▶ **STORED DATA**

********************

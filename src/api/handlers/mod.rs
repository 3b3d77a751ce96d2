pub mod admin;
pub mod health;
pub mod login;
pub mod me;
pub mod refresh;
pub mod register;
pub mod reset;
pub mod verify;

pub use self::admin::admin_only;
pub use self::health::health;
pub use self::login::login;
pub use self::me::me;
pub use self::refresh::{logout, refresh};
pub use self::register::register;
pub use self::reset::{request_reset, reset_password};
pub use self::verify::verify_email;

// common types and functions for the handlers
use axum::http::{header::AUTHORIZATION, HeaderMap};
use axum::{response::IntoResponse, Json};
use serde::{Deserialize, Serialize};
use serde_json::json;
use utoipa::ToSchema;

use crate::store::User;

/// Public view of an account. Hashes and token slots never serialize.
#[derive(ToSchema, Serialize, Deserialize, Debug)]
pub struct UserResponse {
    pub id: String,
    pub email: String,
    pub is_active: bool,
    pub role: String,
    pub is_verified: bool,
}

impl From<&User> for UserResponse {
    fn from(user: &User) -> Self {
        Self {
            id: user.id.to_string(),
            email: user.email.clone(),
            is_active: user.is_active,
            role: user.role.as_str().to_string(),
            is_verified: user.is_verified,
        }
    }
}

#[derive(ToSchema, Serialize, Deserialize, Debug)]
pub struct MessageResponse {
    pub message: String,
}

impl MessageResponse {
    pub(crate) fn new(message: impl Into<String>) -> Self {
        Self {
            message: message.into(),
        }
    }
}

/// Extract the token from an `Authorization: Bearer ...` header.
pub(crate) fn bearer_token(headers: &HeaderMap) -> Option<&str> {
    headers
        .get(AUTHORIZATION)?
        .to_str()
        .ok()?
        .strip_prefix("Bearer ")
        .map(str::trim)
        .filter(|token| !token.is_empty())
}

// liveness root, kept out of the OpenAPI document
pub async fn root() -> impl IntoResponse {
    Json(json!({ "message": "varco is running" }))
}

#[cfg(test)]
mod tests {
    use super::*;
    use crate::store::Role;
    use axum::http::HeaderValue;
    use uuid::Uuid;

    #[test]
    fn bearer_token_extracts_value() {
        let mut headers = HeaderMap::new();
        headers.insert(AUTHORIZATION, HeaderValue::from_static("Bearer abc.def.ghi"));
        assert_eq!(bearer_token(&headers), Some("abc.def.ghi"));
    }

    #[test]
    fn bearer_token_rejects_missing_or_malformed() {
        let headers = HeaderMap::new();
        assert_eq!(bearer_token(&headers), None);

        let mut headers = HeaderMap::new();
        headers.insert(AUTHORIZATION, HeaderValue::from_static("Basic dXNlcg=="));
        assert_eq!(bearer_token(&headers), None);

        let mut headers = HeaderMap::new();
        headers.insert(AUTHORIZATION, HeaderValue::from_static("Bearer "));
        assert_eq!(bearer_token(&headers), None);
    }

    #[test]
    fn user_response_hides_credentials() {
        let user = User {
            id: Uuid::new_v4(),
            email: "a@x.com".to_string(),
            password_hash: "hash".to_string(),
            is_active: true,
            role: Role::User,
            is_verified: false,
            refresh_token: Some("refresh".to_string()),
            reset_token: None,
            email_verification_token: None,
        };

        let view = UserResponse::from(&user);
        let json = serde_json::to_string(&view).unwrap();
        assert!(json.contains("a@x.com"));
        assert!(!json.contains("hash"));
        assert!(!json.contains("refresh"));
    }
}
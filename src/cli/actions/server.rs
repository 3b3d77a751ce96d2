use crate::{api, auth::AuthConfig, cli::actions::Action};
use anyhow::{Context, Result};
use url::Url;

/// Handle the server action
pub async fn handle(action: Action) -> Result<()> {
    match action {
        Action::Server {
            port,
            dsn,
            token_secret,
            public_url,
            access_ttl_seconds,
            refresh_ttl_seconds,
            verify_ttl_seconds,
            reset_ttl_seconds,
        } => {
            // Fail fast on an unusable link base instead of mailing broken URLs.
            let public_url = Url::parse(&public_url)
                .with_context(|| format!("Invalid public URL: {public_url}"))?;

            let config = AuthConfig::new(public_url.to_string())
                .with_access_ttl_seconds(access_ttl_seconds)
                .with_refresh_ttl_seconds(refresh_ttl_seconds)
                .with_verify_ttl_seconds(verify_ttl_seconds)
                .with_reset_ttl_seconds(reset_ttl_seconds);

            api::new(port, dsn, token_secret, config).await?;
        }
    }

    Ok(())
}
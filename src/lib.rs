//! # Varco
//!
//! `varco` is an email-verified authentication service. It registers users,
//! confirms their address through a signed verification link, issues scoped
//! access/refresh tokens, and enforces role-based access control.
//!
//! ## Token Model
//!
//! Tokens are HS256-signed JWTs carrying `{sub, scope, exp, iat, jti}`. A
//! token is single-purpose: its `scope` (`access`, `refresh`, `verify`,
//! `reset`) must match the operation it is presented to. Signature and
//! expiry are checked by the token engine; scope matching and account-state
//! co-validation happen in the orchestrator.
//!
//! ## Account State
//!
//! The user store is the sole owner of the mutable security fields
//! (`is_verified`, refresh/reset/verification token slots). Verification and
//! reset tokens are single-use: consumption is an atomic compare-and-clear
//! against the stored slot, so a stale but not-yet-expired token fails once
//! its account-side counterpart is gone. Refresh tokens stay valid for
//! repeated use until a new login overwrites them or logout clears them.

pub mod api;
pub mod auth;
pub mod cli;
pub mod store;

#[allow(clippy::doc_markdown, clippy::needless_raw_string_hashes)]
pub mod built_info {
    include!(concat!(env!("OUT_DIR"), "/built.rs"));
}

pub const GIT_COMMIT_HASH: &str = match built_info::GIT_COMMIT_HASH {
    Some(hash) => hash,
    None => "unknown",
};

pub const APP_USER_AGENT: &str = concat!(env!("CARGO_PKG_NAME"), "/", env!("CARGO_PKG_VERSION"),);

#[cfg(test)]
mod tests {
    use super::*;

    #[test]
    fn test_git_commit_hash_format() {
        if GIT_COMMIT_HASH == "unknown" {
            // Acceptable in non-git build environments
            return;
        }
        assert!(
            GIT_COMMIT_HASH.chars().all(|c| c.is_ascii_hexdigit()),
            "GIT_COMMIT_HASH should be a hex string, got: {GIT_COMMIT_HASH}"
        );
    }

    #[test]
    fn test_app_user_agent_format() {
        assert!(APP_USER_AGENT.starts_with(env!("CARGO_PKG_NAME")));
        assert!(APP_USER_AGENT.contains(env!("CARGO_PKG_VERSION")));
    }
}
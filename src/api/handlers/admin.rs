use crate::api::handlers::{bearer_token, MessageResponse};
use crate::auth::{AuthError, AuthService};
use axum::{
    extract::Extension,
    http::{HeaderMap, StatusCode},
    response::IntoResponse,
    Json,
};
use std::sync::Arc;
use tracing::instrument;

#[utoipa::path(
    get,
    path = "/auth/admin-only",
    responses(
        (status = 200, description = "Caller holds the admin role", body = MessageResponse),
        (status = 401, description = "Missing or invalid access token", body = String),
        (status = 403, description = "Caller is not an admin", body = String),
    ),
    security(("bearer" = [])),
    tag = "auth"
)]
#[instrument(skip_all)]
pub async fn admin_only(
    headers: HeaderMap,
    service: Extension<Arc<AuthService>>,
) -> impl IntoResponse {
    let token = match bearer_token(&headers) {
        Some(token) => token,
        None => return AuthError::Unauthenticated.into_response(),
    };

    let user = match service.authenticate(token).await {
        Ok(user) => user,
        Err(err) => return err.into_response(),
    };

    if let Err(err) = service.require_admin(&user) {
        return err.into_response();
    }

    (
        StatusCode::OK,
        Json(MessageResponse::new(format!("Welcome Admin {}", user.email))),
    )
        .into_response()
}
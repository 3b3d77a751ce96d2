//! Postgres user store.
//!
//! Slot consumption is a single conditional `UPDATE ... WHERE email = $1 AND
//! <slot> = $2`: the row lock makes the compare-and-clear atomic, so exactly
//! one of N concurrent consumers of the same token observes an affected row.

use anyhow::{Context, Result};
use async_trait::async_trait;
use sqlx::postgres::PgRow;
use sqlx::{Connection, PgPool, Row};
use tracing::{info_span, Instrument};
use uuid::Uuid;

use super::{CreateOutcome, Role, User, UserStore};

const USER_COLUMNS: &str = "id, email, password_hash, is_active, role, is_verified, \
     refresh_token, reset_token, email_verification_token";

#[derive(Debug, Clone)]
pub struct PgUserStore {
    pool: PgPool,
}

impl PgUserStore {
    #[must_use]
    pub const fn new(pool: PgPool) -> Self {
        Self { pool }
    }
}

fn row_to_user(row: &PgRow) -> User {
    let role: String = row.get("role");
    User {
        id: row.get("id"),
        email: row.get("email"),
        password_hash: row.get("password_hash"),
        is_active: row.get("is_active"),
        role: Role::parse(&role),
        is_verified: row.get("is_verified"),
        refresh_token: row.get("refresh_token"),
        reset_token: row.get("reset_token"),
        email_verification_token: row.get("email_verification_token"),
    }
}

fn is_unique_violation(err: &sqlx::Error) -> bool {
    match err {
        sqlx::Error::Database(db_err) => db_err.code().is_some_and(|code| code.as_ref() == "23505"),
        _ => false,
    }
}

fn query_span(operation: &'static str, statement: &str) -> tracing::Span {
    info_span!(
        "db.query",
        db.system = "postgresql",
        db.operation = operation,
        db.statement = statement
    )
}

#[async_trait]
impl UserStore for PgUserStore {
    async fn find_by_email(&self, email: &str) -> Result<Option<User>> {
        let query = format!("SELECT {USER_COLUMNS} FROM users WHERE email = $1");
        let row = sqlx::query(&query)
            .bind(email)
            .fetch_optional(&self.pool)
            .instrument(query_span("SELECT", &query))
            .await
            .context("failed to look up user by email")?;

        Ok(row.as_ref().map(row_to_user))
    }

    async fn find_by_id(&self, id: Uuid) -> Result<Option<User>> {
        let query = format!("SELECT {USER_COLUMNS} FROM users WHERE id = $1");
        let row = sqlx::query(&query)
            .bind(id)
            .fetch_optional(&self.pool)
            .instrument(query_span("SELECT", &query))
            .await
            .context("failed to look up user by id")?;

        Ok(row.as_ref().map(row_to_user))
    }

    async fn create(&self, email: &str, password_hash: &str) -> Result<CreateOutcome> {
        let query = format!(
            "INSERT INTO users (email, password_hash) VALUES ($1, $2) RETURNING {USER_COLUMNS}"
        );
        let row = sqlx::query(&query)
            .bind(email)
            .bind(password_hash)
            .fetch_one(&self.pool)
            .instrument(query_span("INSERT", &query))
            .await;

        match row {
            Ok(row) => Ok(CreateOutcome::Created(row_to_user(&row))),
            Err(err) if is_unique_violation(&err) => Ok(CreateOutcome::Conflict),
            Err(err) => Err(err).context("failed to insert user"),
        }
    }

    async fn set_verification_token(&self, id: Uuid, token: &str) -> Result<()> {
        let query = "UPDATE users SET email_verification_token = $2 WHERE id = $1";
        sqlx::query(query)
            .bind(id)
            .bind(token)
            .execute(&self.pool)
            .instrument(query_span("UPDATE", query))
            .await
            .context("failed to set verification token")?;
        Ok(())
    }

    async fn consume_verification_token(&self, email: &str, presented: &str) -> Result<bool> {
        let query = "UPDATE users \
             SET is_verified = TRUE, email_verification_token = NULL \
             WHERE email = $1 AND email_verification_token = $2";
        let result = sqlx::query(query)
            .bind(email)
            .bind(presented)
            .execute(&self.pool)
            .instrument(query_span("UPDATE", query))
            .await
            .context("failed to consume verification token")?;

        Ok(result.rows_affected() == 1)
    }

    async fn set_reset_token(&self, id: Uuid, token: &str) -> Result<()> {
        let query = "UPDATE users SET reset_token = $2 WHERE id = $1";
        sqlx::query(query)
            .bind(id)
            .bind(token)
            .execute(&self.pool)
            .instrument(query_span("UPDATE", query))
            .await
            .context("failed to set reset token")?;
        Ok(())
    }

    async fn consume_reset_token(
        &self,
        email: &str,
        presented: &str,
        new_password_hash: &str,
    ) -> Result<bool> {
        let query = "UPDATE users \
             SET password_hash = $3, reset_token = NULL \
             WHERE email = $1 AND reset_token = $2";
        let result = sqlx::query(query)
            .bind(email)
            .bind(presented)
            .bind(new_password_hash)
            .execute(&self.pool)
            .instrument(query_span("UPDATE", query))
            .await
            .context("failed to consume reset token")?;

        Ok(result.rows_affected() == 1)
    }

    async fn set_refresh_token(&self, id: Uuid, token: &str) -> Result<()> {
        let query = "UPDATE users SET refresh_token = $2 WHERE id = $1";
        sqlx::query(query)
            .bind(id)
            .bind(token)
            .execute(&self.pool)
            .instrument(query_span("UPDATE", query))
            .await
            .context("failed to set refresh token")?;
        Ok(())
    }

    async fn refresh_token_matches(&self, email: &str, presented: &str) -> Result<bool> {
        let query = "SELECT EXISTS(SELECT 1 FROM users WHERE email = $1 AND refresh_token = $2) AS matches";
        let row = sqlx::query(query)
            .bind(email)
            .bind(presented)
            .fetch_one(&self.pool)
            .instrument(query_span("SELECT", query))
            .await
            .context("failed to compare refresh token")?;

        Ok(row.get("matches"))
    }

    async fn clear_refresh_token(&self, id: Uuid) -> Result<()> {
        let query = "UPDATE users SET refresh_token = NULL WHERE id = $1";
        sqlx::query(query)
            .bind(id)
            .execute(&self.pool)
            .instrument(query_span("UPDATE", query))
            .await
            .context("failed to clear refresh token")?;
        Ok(())
    }

    async fn set_role(&self, email: &str, role: Role) -> Result<bool> {
        let query = "UPDATE users SET role = $2 WHERE email = $1";
        let result = sqlx::query(query)
            .bind(email)
            .bind(role.as_str())
            .execute(&self.pool)
            .instrument(query_span("UPDATE", query))
            .await
            .context("failed to set role")?;

        Ok(result.rows_affected() == 1)
    }

    async fn set_active(&self, email: &str, is_active: bool) -> Result<bool> {
        let query = "UPDATE users SET is_active = $2 WHERE email = $1";
        let result = sqlx::query(query)
            .bind(email)
            .bind(is_active)
            .execute(&self.pool)
            .instrument(query_span("UPDATE", query))
            .await
            .context("failed to set active flag")?;

        Ok(result.rows_affected() == 1)
    }

    async fn ping(&self) -> Result<()> {
        let span = info_span!("db.ping", db.system = "postgresql", db.operation = "PING");
        let mut conn = self
            .pool
            .acquire()
            .await
            .context("failed to acquire database connection")?;
        conn.ping()
            .instrument(span)
            .await
            .context("failed to ping database")?;
        Ok(())
    }
}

********************

▶ **PROBLEM REQUIREMENTS**
Search the listing for the string "system". Copy each line where it turns up.

▶ **ANSWER FOR THE TASK**
        db.system = "postgresql",
        let span = info_span!("db.ping", db.system = "postgresql", db.operation = "PING");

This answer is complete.